In the spirit of other consensus statements that will be used to
influence NHIN Direct technology selection and HITPC policy, I have
assembled a short list of issues from the perspective of patients as
first-class citizens of NHIN Direct. I don't mean to sound
confrontational but I decided being direct in this first draft would
make the issues clearer and I certainly assume that the actual
consensus statement will be calm as well as clear.
Where on the wiki would these belong?
1 - A patient can own their address on the NHIN and will have access
to any personal health information in a source service that bears the
NHIN label by authorized transfer to their destination NHIN address.
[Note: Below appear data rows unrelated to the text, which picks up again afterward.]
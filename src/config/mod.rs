//! Configuration module for influxdb-backup
//!
//! This module provides configuration management including:
//! - Configuration file resolution and `~` expansion
//! - Server connection settings loaded from YAML
//! - Snapshot directory layout

pub mod paths;
pub mod settings;

pub use paths::BackupPaths;
pub use settings::{ServerConfig, Settings};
2 - Patients do not typically have direct access to master patient
index services. NHIN protocols that carry patient identifiers must
allow for the patient-owned identifier to replace or at least
accompany any provider or local patient identifier if these are
attached to a message as metadata. Patient identifiers that require
institutional OIDs must not replace or conflict with NHIN patient
destination addresses.
3 - To a patient, the NHIN label means they can get their health
records. To the extent that's true, the NHIN is cake, not a recipe and
technology and policy should align to keep the patient perspective
clear. If NHIN is too broad a categorization for guaranteed patient
accessibility, then we suggest that some other logo or label be
defined that tells patients their provider will send health records to
a similarly labeled PHR.
4 - Health information organizations, including registries set up to
facilitate provider-to-provider exchange, that store patient
information and provide no direct primary means for the patient to
receive an accounting of and a copy of their information should not
bear the NHIN label.
5 - Trust circles can be confusing to patients and should be clearly
labeled in consent documents if they are not accessible to patients'
PHR untethered to the trust circle.
6 - It's easier for a data source to perform format conversions than
for the destination to do it. Format conversions are particularly
difficult for patient-controlled accounts that wish to preserve
authenticity or the original source signature. For this reason, NHIN
directories that list destination addresses must allow the destination
to also specify their preferred data format ( e.g.: CCR ). Data
sources that store an original document can ignore the destination's
format preference and send the original document.